Simple mathematical models of physical systems give us tremendous insight into the nature of their underlying dynamics and the control challenges they present. Stripping away unnecessary details can illuminate fundamental dependencies and focus engineering efforts on the most critical problems. The challenge comes when models become so familiar that they are no longer taken as simplifications but mistaken for reality itself. Opportunities and possibilities that lie outside the bounds of those simple models are subsequently missed.

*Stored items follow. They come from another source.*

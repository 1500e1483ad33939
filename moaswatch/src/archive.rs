// moaswatch/src/archive.rs
//
// Interval archive: one text record per collector interval.
//
// File: <archive>/summary_<collector>_<YYYYmmdd>_<HHMM>.txt
//
//   (empty line)
//   BGPStream Summary for route-views2 (2017-01-01 00:00:00 to 2017-01-01 02:00:00)
//   (empty line)
//   MOAS Events Summary:
//   (empty line)
//   Total Updates: 1523
//   MOAS Count: 3
//   MOAS Ratio: 3/1523
//   (empty line)
//   Prefix: 10.0.0.0/24
//     Origin ASNs: 100, 200
//
// The layout is consumed by downstream tools and must stay byte-exact.
// Parsing is driven by the line labels, not by line offsets.

use std::path::PathBuf;

use anyhow::{bail, Context, Result};
use chrono::{DateTime, NaiveDateTime, Utc};
use tracing::{debug, info, warn};

use crate::error::ArchiveError;
use crate::events::{Asn, IntervalId, IntervalSummary, MoasEvent, WINDOW_TS_FORMAT};

const HEADER: &str = "BGPStream Summary for ";
const TOTAL: &str = "Total Updates:";
const COUNT: &str = "MOAS Count:";
const RATIO: &str = "MOAS Ratio:";
const PREFIX: &str = "Prefix:";
const ORIGINS: &str = "Origin ASNs:";

// ── Codec ─────────────────────────────────────────────────────────────────────

pub fn render(summary: &IntervalSummary) -> String {
    let mut out = String::new();
    out.push('\n');
    out.push_str(&format!(
        "{}{} ({} to {})\n\n",
        HEADER,
        summary.interval.collector,
        summary.interval.start.format(WINDOW_TS_FORMAT),
        summary.end.format(WINDOW_TS_FORMAT),
    ));
    out.push_str("MOAS Events Summary:\n");
    out.push_str(&format!("\n{} {}\n", TOTAL, summary.total_updates));
    out.push_str(&format!("{} {}\n", COUNT, summary.moas_count));
    out.push_str(&format!("{} {}/{}\n\n", RATIO, summary.moas_count, summary.total_updates));
    for event in &summary.moas_events {
        out.push_str(&format!("{} {}\n", PREFIX, event.prefix));
        out.push_str(&format!("  {} {}\n", ORIGINS, join_asns(&event.origins)));
    }
    out
}

pub fn join_asns<'a>(asns: impl IntoIterator<Item = &'a Asn>) -> String {
    asns.into_iter().map(|a| a.to_string()).collect::<Vec<_>>().join(", ")
}

pub fn parse_asn_list(raw: &str) -> Result<Vec<Asn>, ArchiveError> {
    raw.split(',')
        .map(str::trim)
        .filter(|s| !s.is_empty())
        .map(|s| s.parse().map_err(|_| ArchiveError::invalid("Origin ASNs", s)))
        .collect()
}

fn parse_count(field: &'static str, raw: &str) -> Result<u64, ArchiveError> {
    raw.trim().parse().map_err(|_| ArchiveError::invalid(field, raw.trim()))
}

fn parse_ts(field: &'static str, raw: &str) -> Result<DateTime<Utc>, ArchiveError> {
    NaiveDateTime::parse_from_str(raw.trim(), WINDOW_TS_FORMAT)
        .map(|n| n.and_utc())
        .map_err(|_| ArchiveError::invalid(field, raw.trim()))
}

/// `route-views2 (2017-01-01 00:00:00 to 2017-01-01 02:00:00)`
fn parse_header(rest: &str) -> Result<(IntervalId, DateTime<Utc>), ArchiveError> {
    let bad = || ArchiveError::invalid("header", rest);
    let (collector, window) = rest.split_once(" (").ok_or_else(bad)?;
    let window = window.trim_end().strip_suffix(')').ok_or_else(bad)?;
    let (start, end) = window.split_once(" to ").ok_or_else(bad)?;
    let start = parse_ts("header", start)?;
    let end = parse_ts("header", end)?;
    Ok((IntervalId::new(collector.trim(), start), end))
}

pub fn parse(text: &str) -> Result<IntervalSummary, ArchiveError> {
    let mut header = None;
    let mut total = None;
    let mut count = None;
    let mut events = Vec::new();
    let mut pending: Option<String> = None;

    for line in text.lines() {
        let line = line.trim();
        if let Some(rest) = line.strip_prefix(HEADER) {
            header = Some(parse_header(rest)?);
        } else if let Some(rest) = line.strip_prefix(TOTAL) {
            total = Some(parse_count("Total Updates", rest)?);
        } else if let Some(rest) = line.strip_prefix(COUNT) {
            count = Some(parse_count("MOAS Count", rest)?);
        } else if let Some(rest) = line.strip_prefix(PREFIX) {
            if pending.is_some() {
                return Err(ArchiveError::MissingField("Origin ASNs"));
            }
            pending = Some(rest.trim().to_string());
        } else if let Some(rest) = line.strip_prefix(ORIGINS) {
            let prefix = pending.take().ok_or_else(|| ArchiveError::invalid("Origin ASNs", "no preceding Prefix"))?;
            events.push(MoasEvent { prefix, origins: parse_asn_list(rest)? });
        }
        // Ratio, section titles and blank lines carry no extra state.
    }

    if pending.is_some() {
        return Err(ArchiveError::MissingField("Origin ASNs"));
    }
    let (interval, end) = header.ok_or(ArchiveError::MissingField("header"))?;
    Ok(IntervalSummary {
        interval,
        end,
        total_updates: total.ok_or(ArchiveError::MissingField("Total Updates"))?,
        moas_count:    count.ok_or(ArchiveError::MissingField("MOAS Count"))?,
        moas_events:   events,
    })
}

// ── Directory store ───────────────────────────────────────────────────────────

#[derive(Debug, Default)]
pub struct LoadedArchive {
    /// Chronological (start time, then collector).
    pub summaries: Vec<IntervalSummary>,
    /// Files that could not be parsed, with the reason.
    pub skipped:   Vec<(PathBuf, String)>,
}

pub struct Archive {
    dir: PathBuf,
}

impl Archive {
    pub fn new(dir: impl Into<PathBuf>) -> Self {
        Self { dir: dir.into() }
    }

    /// Write one interval record. Re-committing the same interval overwrites it.
    pub async fn commit(&self, summary: &IntervalSummary) -> Result<PathBuf> {
        tokio::fs::create_dir_all(&self.dir)
            .await
            .with_context(|| format!("creating archive {}", self.dir.display()))?;
        let path = self.dir.join(summary.interval.file_name());
        tokio::fs::write(&path, render(summary))
            .await
            .with_context(|| format!("writing {}", path.display()))?;
        info!(
            "Archived {} updates={} moas={}",
            summary.interval, summary.total_updates, summary.moas_count
        );
        Ok(path)
    }

    /// Load every interval record. Unparseable records are skipped; an
    /// unreadable directory or an archive with no usable interval is fatal.
    pub async fn load_all(&self) -> Result<LoadedArchive> {
        let mut entries = tokio::fs::read_dir(&self.dir)
            .await
            .with_context(|| format!("reading archive {}", self.dir.display()))?;

        let mut loaded = LoadedArchive::default();
        while let Some(entry) = entries.next_entry().await? {
            let path = entry.path();
            let name = match path.file_name().and_then(|n| n.to_str()) {
                Some(n) if n.starts_with("summary_") && n.ends_with(".txt") => n.to_string(),
                _ => {
                    debug!("Ignoring non-archive file {}", path.display());
                    continue;
                }
            };

            let id: IntervalId = match name.parse() {
                Ok(id) => id,
                Err(e) => {
                    warn!("Skipping {}: {}", path.display(), e);
                    loaded.skipped.push((path, e.to_string()));
                    continue;
                }
            };

            let text = match tokio::fs::read_to_string(&path).await {
                Ok(t) => t,
                Err(e) => {
                    let e = ArchiveError::io(&path, e);
                    warn!("Skipping {}: {}", path.display(), e);
                    loaded.skipped.push((path, e.to_string()));
                    continue;
                }
            };

            match parse(&text) {
                Ok(summary) => {
                    if summary.interval != id {
                        warn!("{}: header names {}, keeping header", path.display(), summary.interval);
                    }
                    loaded.summaries.push(summary);
                }
                Err(e) => {
                    warn!("Skipping {}: {}", path.display(), e);
                    loaded.skipped.push((path, e.to_string()));
                }
            }
        }

        if loaded.summaries.is_empty() {
            bail!(
                "no interval could be loaded from {} ({} files skipped)",
                self.dir.display(),
                loaded.skipped.len()
            );
        }

        loaded.summaries.sort_by(|a, b| a.interval.cmp(&b.interval));
        info!(
            "Loaded {} intervals from {} ({} skipped)",
            loaded.summaries.len(),
            self.dir.display(),
            loaded.skipped.len()
        );
        Ok(loaded)
    }
}
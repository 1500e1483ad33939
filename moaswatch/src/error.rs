// moaswatch/src/error.rs
//
// Typed errors for the archive codec and the metadata provider.
// Orchestration code (main, enrichment pool) wraps these in anyhow.

use std::path::PathBuf;

/// Errors reading or parsing archived interval / session records.
#[derive(Debug, thiserror::Error)]
pub enum ArchiveError {
    #[error("IO error on {path}: {source}")]
    Io {
        path:   PathBuf,
        #[source]
        source: std::io::Error,
    },

    #[error("missing field `{0}`")]
    MissingField(&'static str),

    #[error("invalid value for `{field}`: {value}")]
    InvalidField { field: &'static str, value: String },

    #[error("invalid interval identifier: {0}")]
    InvalidIntervalId(String),
}

impl ArchiveError {
    pub fn io(path: impl Into<PathBuf>, source: std::io::Error) -> Self {
        Self::Io { path: path.into(), source }
    }

    pub fn invalid(field: &'static str, value: impl Into<String>) -> Self {
        Self::InvalidField { field, value: value.into() }
    }
}

/// Errors from the ASN metadata provider.
#[derive(Debug, thiserror::Error)]
pub enum ProviderError {
    #[error("transport error: {message}")]
    Transport { message: String, transient: bool },

    #[error("HTTP status {code}")]
    Status { code: u16 },

    #[error("decode error: {0}")]
    Decode(String),
}

impl ProviderError {
    /// Whether another attempt may succeed. Connection failures, timeouts and
    /// every non-2xx status are retried; an undecodable payload is not.
    pub fn is_transient(&self) -> bool {
        match self {
            Self::Transport { transient, .. } => *transient,
            Self::Status { .. } => true,
            Self::Decode(_) => false,
        }
    }
}

impl From<reqwest::Error> for ProviderError {
    fn from(e: reqwest::Error) -> Self {
        if let Some(status) = e.status() {
            return Self::Status { code: status.as_u16() };
        }
        if e.is_decode() {
            return Self::Decode(e.to_string());
        }
        Self::Transport {
            message:   e.to_string(),
            transient: e.is_connect() || e.is_timeout() || e.is_request() || e.is_body(),
        }
    }
}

Ground vehicle dynamics represent an ideal illustration of these principles. While vehicles are complex multi-body systems with uncertain and nonlinear dynamic properties due to tire mechanics, many simplifications of these dynamics exist. By choosing the right level of abstraction for a model, anything from parallel parking to a race car driver’s choice of trajectory to drifting with smoking rear tires can be explained clearly and concisely. The choice of model is important, however, since what one model illuminates, another may obscure. This talk demonstrates through mathematics and video from experiments how simple models can be used to accurately control automated vehicles through even the most extreme maneuvers on the race track. Lap times comparable to expert drivers and drifting maneuvers beyond the precision of a human are possible with models consisting of only a few state variables.
Just as models can guide or limit us in our work as researchers and engineers, our models of what it means to be a researcher or academic can sometimes artificially limit our impact in the world. The talk concludes with some simple models of how the robotics community can provide necessary leadership and technical guidance as society wrestles with the changes arising from our technologies.